_YOUR TASK_: If a line in the records below includes the word "logged", count it, then give the total and nothing else.
# # # # #
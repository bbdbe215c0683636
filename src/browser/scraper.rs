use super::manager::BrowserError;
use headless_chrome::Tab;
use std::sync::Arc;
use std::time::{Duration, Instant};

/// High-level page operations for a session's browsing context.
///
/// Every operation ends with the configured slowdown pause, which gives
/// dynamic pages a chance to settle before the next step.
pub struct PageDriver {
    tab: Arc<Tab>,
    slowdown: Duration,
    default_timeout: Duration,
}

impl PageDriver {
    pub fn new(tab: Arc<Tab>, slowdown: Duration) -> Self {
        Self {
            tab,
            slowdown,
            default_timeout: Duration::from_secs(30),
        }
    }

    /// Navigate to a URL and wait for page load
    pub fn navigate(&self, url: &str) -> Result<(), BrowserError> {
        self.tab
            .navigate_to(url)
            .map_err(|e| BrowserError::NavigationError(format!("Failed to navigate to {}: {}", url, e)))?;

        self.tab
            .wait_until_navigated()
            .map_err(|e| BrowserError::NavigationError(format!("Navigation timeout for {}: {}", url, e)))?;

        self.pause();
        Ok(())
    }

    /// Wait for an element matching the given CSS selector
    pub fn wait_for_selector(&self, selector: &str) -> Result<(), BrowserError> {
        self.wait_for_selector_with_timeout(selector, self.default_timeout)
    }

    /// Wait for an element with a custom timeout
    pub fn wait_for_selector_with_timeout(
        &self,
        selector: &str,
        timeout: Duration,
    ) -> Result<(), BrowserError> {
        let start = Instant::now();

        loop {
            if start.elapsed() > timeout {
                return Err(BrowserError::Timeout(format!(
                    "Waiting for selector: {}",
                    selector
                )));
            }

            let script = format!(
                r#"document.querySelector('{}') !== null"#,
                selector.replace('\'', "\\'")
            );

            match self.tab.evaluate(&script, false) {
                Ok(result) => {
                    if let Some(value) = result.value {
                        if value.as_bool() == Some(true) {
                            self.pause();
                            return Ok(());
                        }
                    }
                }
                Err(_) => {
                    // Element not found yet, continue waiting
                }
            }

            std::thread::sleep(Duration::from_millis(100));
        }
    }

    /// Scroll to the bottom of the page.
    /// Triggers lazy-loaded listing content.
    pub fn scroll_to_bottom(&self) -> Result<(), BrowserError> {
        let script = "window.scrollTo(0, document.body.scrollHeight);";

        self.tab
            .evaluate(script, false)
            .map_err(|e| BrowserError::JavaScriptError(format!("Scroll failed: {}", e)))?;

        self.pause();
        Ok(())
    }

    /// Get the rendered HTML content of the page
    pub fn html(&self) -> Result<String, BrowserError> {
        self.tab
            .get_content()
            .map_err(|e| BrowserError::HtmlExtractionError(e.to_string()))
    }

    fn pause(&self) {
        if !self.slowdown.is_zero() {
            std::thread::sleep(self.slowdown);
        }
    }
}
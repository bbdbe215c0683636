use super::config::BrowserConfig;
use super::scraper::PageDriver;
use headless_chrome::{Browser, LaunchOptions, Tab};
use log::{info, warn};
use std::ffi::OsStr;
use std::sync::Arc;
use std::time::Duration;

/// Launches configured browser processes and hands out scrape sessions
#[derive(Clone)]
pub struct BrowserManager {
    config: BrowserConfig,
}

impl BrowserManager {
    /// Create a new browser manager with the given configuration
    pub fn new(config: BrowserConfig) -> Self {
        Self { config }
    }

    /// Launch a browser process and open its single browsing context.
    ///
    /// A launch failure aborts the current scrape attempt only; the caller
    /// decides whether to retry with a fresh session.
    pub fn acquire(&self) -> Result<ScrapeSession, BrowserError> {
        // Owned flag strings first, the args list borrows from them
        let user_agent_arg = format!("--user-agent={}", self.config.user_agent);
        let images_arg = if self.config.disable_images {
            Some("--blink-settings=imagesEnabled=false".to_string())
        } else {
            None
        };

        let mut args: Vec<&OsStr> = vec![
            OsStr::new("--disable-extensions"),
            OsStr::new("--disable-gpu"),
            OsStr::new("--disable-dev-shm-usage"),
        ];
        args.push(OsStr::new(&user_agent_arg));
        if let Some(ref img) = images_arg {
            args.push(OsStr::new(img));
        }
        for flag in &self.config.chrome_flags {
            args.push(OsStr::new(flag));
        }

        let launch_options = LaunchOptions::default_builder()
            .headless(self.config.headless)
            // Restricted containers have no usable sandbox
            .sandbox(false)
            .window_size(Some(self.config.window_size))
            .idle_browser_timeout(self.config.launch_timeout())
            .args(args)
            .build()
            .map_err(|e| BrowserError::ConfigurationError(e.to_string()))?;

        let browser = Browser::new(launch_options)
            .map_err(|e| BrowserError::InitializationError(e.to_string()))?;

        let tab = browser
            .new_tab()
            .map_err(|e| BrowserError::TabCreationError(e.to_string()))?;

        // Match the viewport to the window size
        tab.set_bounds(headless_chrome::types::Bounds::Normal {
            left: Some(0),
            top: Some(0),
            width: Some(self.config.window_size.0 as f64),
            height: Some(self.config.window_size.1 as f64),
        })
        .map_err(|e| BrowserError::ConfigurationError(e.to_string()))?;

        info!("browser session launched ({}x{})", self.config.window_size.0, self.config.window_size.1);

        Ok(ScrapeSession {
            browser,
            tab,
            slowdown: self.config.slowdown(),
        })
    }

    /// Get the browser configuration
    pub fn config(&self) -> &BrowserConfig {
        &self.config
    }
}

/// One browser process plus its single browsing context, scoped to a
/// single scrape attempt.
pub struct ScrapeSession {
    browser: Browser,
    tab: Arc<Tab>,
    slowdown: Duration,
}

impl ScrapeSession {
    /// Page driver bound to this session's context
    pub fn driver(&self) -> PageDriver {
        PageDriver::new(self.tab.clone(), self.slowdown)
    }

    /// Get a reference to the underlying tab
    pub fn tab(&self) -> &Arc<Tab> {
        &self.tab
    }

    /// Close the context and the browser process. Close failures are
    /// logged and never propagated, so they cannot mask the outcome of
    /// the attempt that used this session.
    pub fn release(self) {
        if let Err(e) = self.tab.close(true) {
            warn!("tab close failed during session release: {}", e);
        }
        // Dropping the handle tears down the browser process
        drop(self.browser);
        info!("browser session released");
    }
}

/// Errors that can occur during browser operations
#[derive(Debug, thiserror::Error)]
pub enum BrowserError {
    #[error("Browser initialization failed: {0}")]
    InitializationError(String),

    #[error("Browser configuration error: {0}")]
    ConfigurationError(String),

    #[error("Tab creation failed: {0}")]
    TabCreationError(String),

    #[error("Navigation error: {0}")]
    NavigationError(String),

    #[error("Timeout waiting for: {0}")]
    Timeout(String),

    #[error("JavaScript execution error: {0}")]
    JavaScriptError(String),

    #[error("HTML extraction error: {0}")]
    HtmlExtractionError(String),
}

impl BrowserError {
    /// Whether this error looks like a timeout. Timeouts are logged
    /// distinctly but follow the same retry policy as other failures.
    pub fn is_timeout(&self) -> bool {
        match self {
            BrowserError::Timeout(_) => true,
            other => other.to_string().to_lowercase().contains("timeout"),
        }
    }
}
# # # # #
_REPLY_: 2